Jon Stewart Crusading for Sept. 11 First Responders.

Jon Stewart’s next act: Lobbyist? 
The host has promised to fight for a 9/11 bill in September.
Politico
By DARREN SAMUELSOHN


Jon Stewart is less than a week away from retiring from The Daily Show, but he’s already thinking about his next act: crusading this fall in Washington for the Sept. 11 first responders.

The Comedy Central star has promised to make a Capitol Hill trip as early as September to support a bill extending an expiring law that provides billions of dollars in medical health benefits for the police, firefighters and other emergency rescue workers who spent time at Ground Zero, as well as survivors of the 2001 terrorist attacks.

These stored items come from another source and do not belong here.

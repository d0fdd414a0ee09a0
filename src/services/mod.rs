pub mod caption_schema;
pub mod oracle_client_http;
pub mod prompt_assembly;

pub use caption_schema::{MAX_CAPTION_LEN, caption_schema};
pub use oracle_client_http::{API_KEY_ENV, HttpCaptionOracle};
pub use prompt_assembly::{render_system_prompt, render_user_prompt};
//! Caption sets produced by the oracle.

use serde::{Deserialize, Serialize};

use crate::domain::AppError;
use crate::domain::template::{TemplateId, build_url};

/// Untrusted structured output as returned by the oracle.
#[derive(Debug, Clone, PartialEq, Eq, Serialize, Deserialize)]
pub struct CaptionDraft {
    pub template: String,
    #[serde(default)]
    pub captions: Vec<String>,
}

/// A caption set whose template exists and whose captions fill every slot.
#[derive(Debug, Clone, PartialEq, Eq, Serialize)]
pub struct CaptionSet {
    template: TemplateId,
    captions: Vec<String>,
}

impl CaptionSet {
    pub fn new(template: TemplateId, captions: Vec<String>) -> Result<Self, AppError> {
        let expected = template.caption_slot_count();
        if captions.len() != expected {
            return Err(AppError::SlotCountMismatch {
                template: template.to_string(),
                expected,
                actual: captions.len(),
            });
        }
        Ok(Self { template, captions })
    }

    pub fn template(&self) -> TemplateId {
        self.template
    }

    pub fn captions(&self) -> &[String] {
        &self.captions
    }

    pub fn to_url(&self) -> String {
        // Slot count was checked on construction.
        build_url(self.template, &self.captions)
    }
}

impl TryFrom<CaptionDraft> for CaptionSet {
    type Error = AppError;

    fn try_from(draft: CaptionDraft) -> Result<Self, Self::Error> {
        let template: TemplateId = draft.template.trim().parse()?;
        CaptionSet::new(template, draft.captions)
    }
}
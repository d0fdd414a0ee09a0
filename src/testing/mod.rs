mod scripted_oracle;

pub use scripted_oracle::ScriptedOracle;
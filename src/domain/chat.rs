//! Trigger detection and transcript windows for chat hosts.
//!
//! Hosts translate their platform messages into [`ChatMessage`]; nothing here
//! talks to a chat service.

use std::collections::BTreeMap;

use serde::{Deserialize, Serialize};

/// A chat message as seen by the bot.
#[derive(Debug, Clone, PartialEq, Eq, Default, Serialize, Deserialize)]
pub struct ChatMessage {
    /// Display name used as the transcript speaker.
    pub author: String,
    pub author_id: String,
    pub content: String,
    #[serde(default)]
    pub author_is_bot: bool,
    /// User ids mentioned in the message.
    #[serde(default)]
    pub mentions: Vec<String>,
    /// Display names for mentioned user ids, used when rendering transcripts.
    #[serde(default)]
    pub mention_names: BTreeMap<String, String>,
}

impl ChatMessage {
    pub fn new(author: impl Into<String>, content: impl Into<String>) -> Self {
        let author = author.into();
        Self { author_id: author.clone(), author, content: content.into(), ..Default::default() }
    }

    pub fn with_author_id(mut self, author_id: impl Into<String>) -> Self {
        self.author_id = author_id.into();
        self
    }

    pub fn mentioning(mut self, user_id: impl Into<String>) -> Self {
        self.mentions.push(user_id.into());
        self
    }

    /// Mention a user whose `<@id>` token should read as `@name` in transcripts.
    pub fn mentioning_named(
        mut self,
        user_id: impl Into<String>,
        name: impl Into<String>,
    ) -> Self {
        let user_id = user_id.into();
        self.mention_names.insert(user_id.clone(), name.into());
        self.mentions.push(user_id);
        self
    }

    pub fn from_bot(mut self) -> Self {
        self.author_is_bot = true;
        self
    }
}

/// Decides which messages ask the bot for a meme.
#[derive(Debug, Clone, PartialEq, Eq)]
pub struct TriggerPolicy {
    bot_user_id: String,
    phrase: String,
}

impl TriggerPolicy {
    pub fn new(bot_user_id: impl Into<String>, phrase: impl Into<String>) -> Self {
        Self { bot_user_id: bot_user_id.into(), phrase: phrase.into().trim().to_lowercase() }
    }

    pub fn is_triggered(&self, message: &ChatMessage) -> bool {
        if message.author_is_bot || message.author_id == self.bot_user_id {
            return false;
        }
        self.mentions_bot(message) || self.contains_phrase(&message.content)
    }

    fn mentions_bot(&self, message: &ChatMessage) -> bool {
        message.mentions.iter().any(|id| id == &self.bot_user_id)
    }

    fn contains_phrase(&self, content: &str) -> bool {
        !self.phrase.is_empty() && content.to_lowercase().contains(&self.phrase)
    }

    /// True when the message is nothing but the trigger phrase.
    fn is_bare_phrase(&self, content: &str) -> bool {
        content.trim().to_lowercase() == self.phrase
    }

    /// Rewrite `<@id>` and `<@!id>` tokens: the bot's own are dropped, other
    /// users become `@name` when known and are dropped otherwise.
    fn rewrite_mentions(&self, content: &str, names: &BTreeMap<String, String>) -> String {
        let mut out = String::with_capacity(content.len());
        let mut rest = content;

        while let Some(start) = rest.find("<@") {
            out.push_str(&rest[..start]);
            let tail = &rest[start + 2..];
            let id_part = tail.strip_prefix('!').unwrap_or(tail);
            let digits = id_part.find(|c: char| !c.is_ascii_digit()).unwrap_or(id_part.len());

            if digits == 0 || !id_part[digits..].starts_with('>') {
                out.push_str("<@");
                rest = tail;
                continue;
            }

            let id = &id_part[..digits];
            rest = &id_part[digits + 1..];
            match names.get(id) {
                Some(name) if id != self.bot_user_id => {
                    out.push('@');
                    out.push_str(name);
                }
                _ => {
                    if out.ends_with(' ') {
                        rest = rest.trim_start_matches(' ');
                    }
                }
            }
        }

        out.push_str(rest);
        out.trim().to_string()
    }
}

/// Render the conversation window passed to the caption selector.
///
/// `history` is newest first, as chat history endpoints return it. At most
/// `limit` history messages are considered; bot messages and bare trigger
/// phrases are skipped. The triggering message is always the last line unless
/// it carries no text besides the trigger itself.
pub fn build_transcript(
    trigger: &ChatMessage,
    history: &[ChatMessage],
    limit: usize,
    policy: &TriggerPolicy,
) -> String {
    let mut lines: Vec<String> = history
        .iter()
        .take(limit)
        .filter(|msg| !msg.author_is_bot && msg.author_id != policy.bot_user_id)
        .filter_map(|msg| transcript_line(msg, policy))
        .collect();
    lines.reverse();

    if let Some(line) = transcript_line(trigger, policy) {
        lines.push(line);
    }

    lines.join("\n")
}

fn transcript_line(message: &ChatMessage, policy: &TriggerPolicy) -> Option<String> {
    let text = policy.rewrite_mentions(&message.content, &message.mention_names);
    if text.is_empty() || policy.is_bare_phrase(&text) {
        return None;
    }
    Some(format!("{}: {}", message.author, text))
}

#[cfg(test)]
mod tests {
    use super::*;

    const BOT: &str = "1326647991620341781";

    fn policy() -> TriggerPolicy {
        TriggerPolicy::new(BOT, "Meme this")
    }

    #[test]
    fn mention_triggers() {
        let msg = ChatMessage::new("greywether", format!("<@{BOT}> cats vs dogs")).mentioning(BOT);
        assert!(policy().is_triggered(&msg));
    }

    #[test]
    fn phrase_triggers_case_insensitively() {
        assert!(policy().is_triggered(&ChatMessage::new("greywether", "ok MEME THIS")));
        assert!(!policy().is_triggered(&ChatMessage::new("greywether", "memes are great")));
    }

    #[test]
    fn bots_never_trigger() {
        let msg = ChatMessage::new("other-bot", "meme this").from_bot();
        assert!(!policy().is_triggered(&msg));

        let own = ChatMessage::new("memebot", "meme this").with_author_id(BOT);
        assert!(!policy().is_triggered(&own));
    }

    #[test]
    fn empty_phrase_only_allows_mentions() {
        let policy = TriggerPolicy::new(BOT, "  ");
        assert!(!policy.is_triggered(&ChatMessage::new("a", "anything")));
        assert!(policy.is_triggered(&ChatMessage::new("a", "hi").mentioning(BOT)));
    }

    #[test]
    fn transcript_is_oldest_first_and_ends_with_trigger() {
        let history = vec![
            ChatMessage::new("bob", "definitely tabs"),
            ChatMessage::new("alice", "tabs or spaces?"),
        ];
        let trigger = ChatMessage::new("carol", format!("<@{BOT}> settle this")).mentioning(BOT);

        let transcript = build_transcript(&trigger, &history, 5, &policy());
        assert_eq!(transcript, "alice: tabs or spaces?\nbob: definitely tabs\ncarol: settle this");
    }

    #[test]
    fn transcript_skips_bots_and_bare_triggers() {
        let history = vec![
            ChatMessage::new("memebot", "https://api.memegen.link/images/drake/a/b.png")
                .with_author_id(BOT),
            ChatMessage::new("helper", "beep").from_bot(),
            ChatMessage::new("alice", "meme this"),
            ChatMessage::new("alice", "I keep getting distracted by meme bots"),
        ];
        let trigger = ChatMessage::new("alice", "  Meme this ");

        let transcript = build_transcript(&trigger, &history, 5, &policy());
        assert_eq!(transcript, "alice: I keep getting distracted by meme bots");
    }

    #[test]
    fn transcript_respects_history_limit() {
        let history: Vec<_> =
            (0..10).rev().map(|i| ChatMessage::new("user", format!("message {i}"))).collect();
        let trigger = ChatMessage::new("user", "meme this");

        let transcript = build_transcript(&trigger, &history, 3, &policy());
        assert_eq!(transcript, "user: message 7\nuser: message 8\nuser: message 9");
    }

    #[test]
    fn strips_nickname_mentions() {
        let trigger = ChatMessage::new("dave", format!("<@!{BOT}>   cats > dogs")).mentioning(BOT);
        assert_eq!(build_transcript(&trigger, &[], 5, &policy()), "dave: cats > dogs");
    }

    #[test]
    fn other_mentions_use_display_names() {
        let trigger = ChatMessage::new("erin", format!("<@{BOT}> <@99> says <@!77> is wrong"))
            .mentioning(BOT)
            .mentioning_named("99", "frank")
            .mentioning_named("77", "gina");
        let transcript = build_transcript(&trigger, &[], 5, &policy());
        assert_eq!(transcript, "erin: @frank says @gina is wrong");
    }

    #[test]
    fn unnamed_mentions_are_dropped() {
        let history = vec![ChatMessage::new("bob", "ask <@123> about it")];
        let trigger = ChatMessage::new("alice", "meme this");
        assert_eq!(build_transcript(&trigger, &history, 5, &policy()), "bob: ask about it");
    }

    #[test]
    fn non_mention_angle_brackets_survive() {
        let trigger = ChatMessage::new("alice", "a <@b> c <@12 d");
        assert_eq!(build_transcript(&trigger, &[], 5, &policy()), "alice: a <@b> c <@12 d");
    }
}
mod caption_oracle;

pub use caption_oracle::{CaptionOracle, OracleRequest};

Stewart committed to lobby the very lawmakers he’s made a career out of skewering during a backstage greenroom chat early in July with John Feal, an Army veteran and post-9/11 cleanup worker who is spearheading the advocacy push for the legislation. Feal told POLITICO that he expected Stewart to firm up the date for the visit after his final Daily Show appearance on Thursday.

“Everything he’s ever said, he’s kept his word,” Feal said.

The first-responders portion of the law, passed in 2010, is scheduled to expire this October but has enough money to run into next year. A separate fund for 9/11 survivors and first responders ends in October 2016. Supporters want to renew the whole law in perpetuity, like the health programs for coal miners who suffer from black lung disease, and the government workers and contractors who built the country's nuclear weapon arsenal. In early July on his program, Stewart called it “bullshit” that the 9/11 first responders even have to lobby to extend it, and demanded to know who on the Hill was blocking the effort.

In his 16-year TV career, Stewart has put his shoulder behind a number of policy and political issues. He has put the spotlight on bureaucratic blunders preventing military veterans from getting health care, and is widely credited with CNN’s decision more than a decade ago to cancel an earlier version of the ‘Crossfire' talk show. Sensing his power with young voters, senior White House aides also cultivated relationships with Stewart and his staff, and the host even met twice privately in the Oval Office with President Barack Obama.